__WORK ITEM__
Write out each line from the data below that includes the word "await".

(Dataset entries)
--------------------------------------------------

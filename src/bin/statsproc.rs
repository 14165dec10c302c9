use aws_config::{BehaviorVersion, Region};
use aws_lambda_events::event::kinesis::KinesisEvent;
use aws_sdk_dynamodb::{types::AttributeValue as AV, Client as DdbClient};
use lambda_runtime::{service_fn, Error, LambdaEvent};
use quickroute::stats::{StatsSettings, Tally};
use tracing_subscriber::EnvFilter;

#[tokio::main]
async fn main() -> Result<(), Error> {
    tracing_subscriber::fmt()
        .with_env_filter(EnvFilter::from_default_env())
        .without_time()
        .init();

    let settings = StatsSettings::from_env().map_err(|e| Error::from(format!("config: {e}")))?;
    let mut loader = aws_config::defaults(BehaviorVersion::latest());
    if let Some(region) = settings.region.clone() {
        loader = loader.region(Region::new(region));
    }
    let conf = loader.load().await;
    let ctx = StatsCtx {
        ddb: DdbClient::new(&conf),
        table: settings.table,
    };

    let func = service_fn(move |event| {
        let ctx = ctx.clone();
        async move { handler(event, &ctx).await }
    });
    lambda_runtime::run(func).await
}

#[derive(Clone)]
struct StatsCtx {
    ddb: DdbClient,
    table: String,
}

async fn handler(event: LambdaEvent<KinesisEvent>, ctx: &StatsCtx) -> Result<(), Error> {
    let mut tally = Tally::new();
    let mut seen = 0usize;
    for rec in event.payload.records {
        // aws_lambda_events has already base64-decoded the payload
        seen += tally.ingest(&rec.kinesis.data.0);
    }
    if tally.is_empty() {
        return Ok(());
    }

    let now = chrono::Utc::now().timestamp();
    let mut failed = 0usize;
    let counts = tally.into_counts();
    let keys = counts.len();

    // One UpdateItem per (link, counter); ADD keeps concurrent batches safe
    for ((link_id, key), n) in counts {
        let r = ctx
            .ddb
            .update_item()
            .table_name(&ctx.table)
            .key("link_id", AV::S(link_id.clone()))
            .key("k", AV::S(key.clone()))
            .update_expression("ADD #count :inc SET last_event = :ts")
            .expression_attribute_names("#count", "count")
            .expression_attribute_values(":inc", AV::N(n.to_string()))
            .expression_attribute_values(":ts", AV::N(now.to_string()))
            .send()
            .await;
        if let Err(e) = r {
            failed += 1;
            tracing::error!(link_id, key, "stats update failed: {e:?}");
        }
    }

    // No batch retry on partial failure: the keys that landed would count twice
    tracing::info!(events = seen, keys, failed, "stats batch applied");
    Ok(())
}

--------------------------------------------------

__ANSWER BOX__
    let conf = loader.load().await;
        async move { handler(event, &ctx).await }
    lambda_runtime::run(func).await
            .await;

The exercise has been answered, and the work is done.